Zacząłem rozglądać się za rozwiązaniami. W ofercie instytucji finansowych dla SOHO i SME nie znalazłem nic poza możliwością kupna forwardów. Okazało się, że nikt na rynku nie oferuje rozwiązania, które w czasie rzeczywistym pokazywałoby ryzyko, jakie ponosi firma zajmująca się kupnem i sprzedażą walut.

W efekcie przedsiębiorcy sami muszą szacować, kiedy warto, a kiedy nie należy dokonywać transakcji. Robią to na wyczucie, a decyzję „na wyczucie” trudno weryfikować.

Zachęcony potrzebą rozwiązania własnego problemu, postanowiłem, że stworzę sam takie rozwiązanie. Zacząłem porządkować procesy. Podłączyłem się do bazy z danymi z fakturami w różnych walutach oraz zebrałem informacje o bieżących kursach walut.

Efekt? Po pierwsze dowiedziałem się, kiedy powinienem podejmować decyzje o wymianie waluty lub kupieniu forwardu oraz, co ważniejsze, zarobiłem dodatkowe 85 000 złotych dla firmy.

Fintech? Startup? Co to takiego?

Gdy pracowałem nad wyżej opisanym rozwiązaniem, nawet nie planowałem ruszyć ze startupem w sektorze fintech. Tworzyłem je wyłącznie na własne potrzeby. Nie wiedziałem nawet, czym jest fintech i startup. To właśnie wtedy powstała spółka ExChord, która dziś chroni przedsiębiorców przed utratą pieniędzy.

Wyobraź sobie taką sytuację. Importujesz. Zbliża się termin płatności. Policzyłeś, że wymienisz złotówkę na dolara za 3,80. Ale, gdy musisz zapłacić, płacisz 4,00 zł, czyli o 20 groszy więcej niż się spodziewałeś. Przy płatności opiewającej na 50 tys. tracisz 10 tys. zł!

Co to za zjawisko? WPŁYW UMOCNIENIA SIĘ WALUTY KOSZTOWEJ NA BIZNES.

Problem dotyczy głównie mikro, małych i średnich firm. 95% z nich nie robi nic, liczy (spekuluje), że nic się nie wydarzy lub że jak nic nie zabezpieczą, to zarobią więcej.

Decyzja i zespół

Na początku najważniejszą decyzję, jaką podjąłem była decyzja o uruchomieniu nowej spółki. Kolejną zaś o zbudowaniu zespołu. Później pojawiło się finansowanie, partnerstwo z grupą FFF i stworzenie oprogramowania SaaS.

Aby znaleźć się na rynku, należało bardzo ściśle pracować z kancelarią prawną, która dokładnie przeanalizowała obszar prawny, w który spółka zamierzała wejść. I tak powstały dokumenty wykonawcze oraz możliwe scenariusze dotyczące tego, co należy zrobić w przypadku zmiany modelu funkcjonowania.

Rynek

Najtrudniejszym elementem na początku biznesowej drogi ExChord było określenie rynku, wybór i oszacowanie jego wielkości.
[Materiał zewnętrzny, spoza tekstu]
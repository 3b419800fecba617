//! Session records: a code bound to at most one client and one viewer,
//! plus cached last-known metadata.

use std::sync::{Arc, Mutex, MutexGuard};

use chrono::{DateTime, Utc};
use peerlink_common::Role;
use serde_json::Value;
use tokio::time::Instant;

use crate::connection::Connection;

/// A reserved code whose viewer is still waiting for a client.
#[derive(Debug, Clone)]
pub struct PendingCode {
    pub created_at: Instant,
    pub viewer: Arc<Connection>,
}

/// Last-known session metadata, overwritten on updates.
#[derive(Debug)]
pub struct SessionInfo {
    pub created_at: DateTime<Utc>,
    pub monitor_info: Option<Value>,
    pub process_info: Option<Value>,
    pub client_info: Option<Value>,
}

/// The mutable half of a session. One lock guards both slots and the
/// cached info; holders must not send while the lock is held.
#[derive(Debug)]
pub struct Slots {
    pub client: Option<Arc<Connection>>,
    pub viewer: Option<Arc<Connection>>,
    pub info: SessionInfo,
}

/// A paired (or half-open) client/viewer rendezvous.
#[derive(Debug)]
pub struct Session {
    code: String,
    slots: Mutex<Slots>,
}

/// Outcome of a viewer registration against a live session.
pub enum ViewerAttach {
    Attached {
        /// The slot already held this same viewer.
        rejoined: bool,
        monitor_info: Option<Value>,
        client: Option<Arc<Connection>>,
    },
    /// The session already has a different viewer.
    Refused,
}

/// Outcome of a client registration against a live session.
pub enum SessionClientRegister {
    /// The slot was empty or held a dead connection; this one took it.
    Reconnected { viewer: Option<Arc<Connection>> },
    /// The same client registered again.
    Refreshed,
    /// A different client is still live on this session.
    Conflict,
}

impl Session {
    pub fn new(
        code: &str,
        client: Arc<Connection>,
        viewer: Arc<Connection>,
        client_info: Option<Value>,
    ) -> Self {
        Self {
            code: code.to_string(),
            slots: Mutex::new(Slots {
                client: Some(client),
                viewer: Some(viewer),
                info: SessionInfo {
                    created_at: Utc::now(),
                    monitor_info: None,
                    process_info: None,
                    client_info,
                },
            }),
        }
    }

    pub fn code(&self) -> &str {
        &self.code
    }

    pub fn client(&self) -> Option<Arc<Connection>> {
        self.slots().client.clone()
    }

    pub fn viewer(&self) -> Option<Arc<Connection>> {
        self.slots().viewer.clone()
    }

    /// Attach a viewer, refusing if a different one is already seated.
    pub fn attach_viewer(&self, conn: &Arc<Connection>) -> ViewerAttach {
        let mut slots = self.slots();
        let rejoined = match slots.viewer.as_ref() {
            Some(current) if current.id() == conn.id() => true,
            Some(_) => return ViewerAttach::Refused,
            None => false,
        };
        slots.viewer = Some(conn.clone());
        conn.assign(Role::Viewer, &self.code);
        ViewerAttach::Attached {
            rejoined,
            monitor_info: slots.info.monitor_info.clone(),
            client: slots.client.clone(),
        }
    }

    /// Seat a client, replacing a missing or dead one, refreshing the
    /// same one, and refusing a second live client.
    pub fn register_client(&self, conn: &Arc<Connection>) -> SessionClientRegister {
        let mut slots = self.slots();
        match slots.client.as_ref() {
            None => {}
            Some(current) if !current.is_open() => {}
            Some(current) if current.id() == conn.id() => {
                return SessionClientRegister::Refreshed;
            }
            Some(_) => return SessionClientRegister::Conflict,
        }
        slots.client = Some(conn.clone());
        conn.assign(Role::Client, &self.code);
        SessionClientRegister::Reconnected {
            viewer: slots.viewer.clone(),
        }
    }

    /// Cache the latest monitor metadata; returns the viewer snapshot so
    /// the caller can forward after releasing the lock.
    pub fn cache_monitor_info(&self, payload: Option<Value>) -> Option<Arc<Connection>> {
        let mut slots = self.slots();
        slots.info.monitor_info = payload;
        slots.viewer.clone()
    }

    /// Cache the latest process metadata; returns the viewer snapshot.
    pub fn cache_process_info(&self, payload: Option<Value>) -> Option<Arc<Connection>> {
        let mut slots = self.slots();
        slots.info.process_info = payload;
        slots.viewer.clone()
    }

    pub(crate) fn slots(&self) -> MutexGuard<'_, Slots> {
        self.slots.lock().unwrap_or_else(|poisoned| poisoned.into_inner())
    }
}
Równie trudne było znalezienie tzw. triggerów, czyli powodów, dla których użytkownik sięgnie po nasze rozwiązanie.

Kolejnym wyzwaniem było opracowanie zasad co do treści, które produkujemy, wybór słów kluczowych oraz kanałów i częstotliwości publikacji.

Tą pracę domową ciągle odrabiamy. Zapędziliśmy się w mówieniu o problemie ryzyka walutowego w małym przedsiębiorstwie, ale nie do końca skupiliśmy się na tym, jak to mówić i przede wszystkim do kogo.

Zrobiliśmy dwa pivoty i chcemy zrobić kolejny. A wiadomo na pivoty trzeba mieć pieniądze. Szukamy ich.

Rok przygotowań

Wprowadzenie startupu na rynek to standardowy proces, podczas którego należy wziąć pod uwagę trzy filary: pomysł/produkt, finansowanie i sprzedaż.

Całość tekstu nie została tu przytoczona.